Bilan et perspective : retour sur la dernière année
Bien avant l’ultime congrès de l’UCL, le collectif Emma Goldman (ci-après appelé collectif) a dû réinventer ses pratiques et revoir son champ d’action, tout simplement par nécessité et pragmatisme. Afin de pallier à l’absence et au soutien d’une fédération au niveau national qui nourrissait le collectif tant sur le plan matériel (agitation-propagande), que dans les orientations, nous avons réorienté nos actions dans une perspective locale et travaillé sur de nouvelles collaborations.
Ces réorientations ont pris diverses formes, que ce soit sous celle de la réalisation d’activités et de rassemblements (cabaret, Les vues d’Emma ) [1] favorisant l’échange et le réseautage de la gauche sociale saguenéenne, que sous celle de la construction de ponts et de collaborations avec d’autres milieux alternatifs – notamment le milieu artistique (CEAR, etc.)- de la région.
Les membres et sympathisantEs actifs du collectif accentuèrent le travail de production et de réflexions sur les enjeux locaux (articles d’analyse, projections, outils d’agit-prop (vidéos, blogue, tracts), etc.). Notre volonté d’intervenir de façon plus approfondie sur les problématiques saguenéennes a culminé avec le développement d’une campagne sur l’embourgeoisement, sans oublier la poursuite de cette campagne plutôt officieuse, mais assez permanente contre l’intolérance et le racisme au Saguenay.
Présenter une vision positive de l’anarchisme
Nous demeurons farouchement derrière toutes et tous les oppriméEs et exploitéEs de ce monde, et contre les systèmes (le patriarcat, le capitalisme, le racisme, l’impérialisme, etc.) qui engendrent et entretiennent ces inégalités. Dans notre discours et notre pratique, nous avons toujours favorisé l’action directe et la désobéissance civile, développé l’autogestion et la démocratie directe dans les luttes auxquelles nous participons. Toutefois, nous tenons également à proposer et mettre de l’avant des pratiques alternatives et faire en quelque sorte de la propagande non pas par le fait, mais plutôt par l’action.

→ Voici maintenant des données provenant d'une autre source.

//! Reducer - the single state-transition function: (state, action) -> effects

use crate::action::Action;
use crate::effect::Effect;
use crate::state::AppState;

pub fn reduce(state: &mut AppState, action: Action) -> Vec<Effect> {
    match action {
        Action::CatalogFetch => {
            state.catalog_loading = true;
            state.message = None;
            vec![Effect::LoadCatalog]
        }

        Action::CatalogDidLoad(entries) => {
            state.catalog_loading = false;
            state.all = entries;
            state.rebuild_visible();
            Vec::new()
        }

        Action::CatalogDidError(error) => {
            state.catalog_loading = false;
            state.message = Some(format!("Catalog error: {error}"));
            Vec::new()
        }

        Action::QuerySet(query) => {
            state.query = query;
            state.rebuild_visible();
            Vec::new()
        }

        Action::SortSet(key) => {
            state.sort_key = key;
            state.rebuild_visible();
            Vec::new()
        }

        Action::RevealMore(n) => {
            state.reveal_more(n);
            Vec::new()
        }

        Action::DetailFetch { name } => {
            state.detail_loading = true;
            state.detail = None;
            state.message = None;
            vec![Effect::LoadDetail { name }]
        }

        Action::DetailDidLoad(detail) => {
            state.detail_loading = false;
            state.detail = Some(detail);
            Vec::new()
        }

        Action::DetailDidError { name, error } => {
            state.detail_loading = false;
            state.message = Some(format!("{name}: {error}"));
            Vec::new()
        }

        Action::DetailClose => {
            state.detail = None;
            Vec::new()
        }
    }
}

Durant la dernière année, nous avons réalisé, à divers moments, des activités de « prise aux tas » qui permettent aux individus de mettre de côté leur cadre habituel et ainsi envisager les choses autrement. La réalisation de marchés gratuits et d’activités de type De la nourriture, pas des bombes n’est pas une finalité en soi, mais cela nous permet d’aborder la question de la gratuité tout en mettant de l’avant l’adage « De chacun selon ses moyens, à chacun selon ses besoins ». Comme nous l’avions déjà écrit: « La gratuité apparait en quelque sorte comme une subversion des procès économiques capitalistes, particulièrement apparente quand les gens sont pris d’étonnement de ne pas payer aux points de distribution ».
Une intervention locale : Gérons la ville nous-mêmes !
La campagne Gérons la ville nous-mêmes!, c’est avant tout une plateforme : ouverte, horizontale et anticapitaliste, qui expose et dénonce certaines problématiques urbaines, comme la gentrification/l’embourgeoisement dans les quartiers centraux de ville Saguenay, de même que l’étalement urbain. En observant et en documentant ces différentes problématiques, cela nous permet de sortir de la personnalisation des problématiques liées à ville Saguenay. Car au-delà des déclarations à l’emporte-pièce du premier magistrat et de ses prises de position, les problématiques, dont l’absence des habitants et habitantes de la ville dans la prise de décision, sont culturelles et institutionnelles (systémiques).
Pour cette raison, le collectif a voulu, lorsqu’il a initié la campagne Gérons la ville nous-mêmes!, mettre de l’avant le postulat suivant; nous ne pouvons et ne pourrons démocratiser le conseil de ville de Saguenay, malgré ce que peut laisser entendre une certaine gauche électorale et d’autres opposantEs à l’administration autoritaire du maire Tremblay. La participation des habitantEs à la démocratie locale est plus qu’une simple question de volonté politique et demande bien plus qu’une refonte du conseil de ville.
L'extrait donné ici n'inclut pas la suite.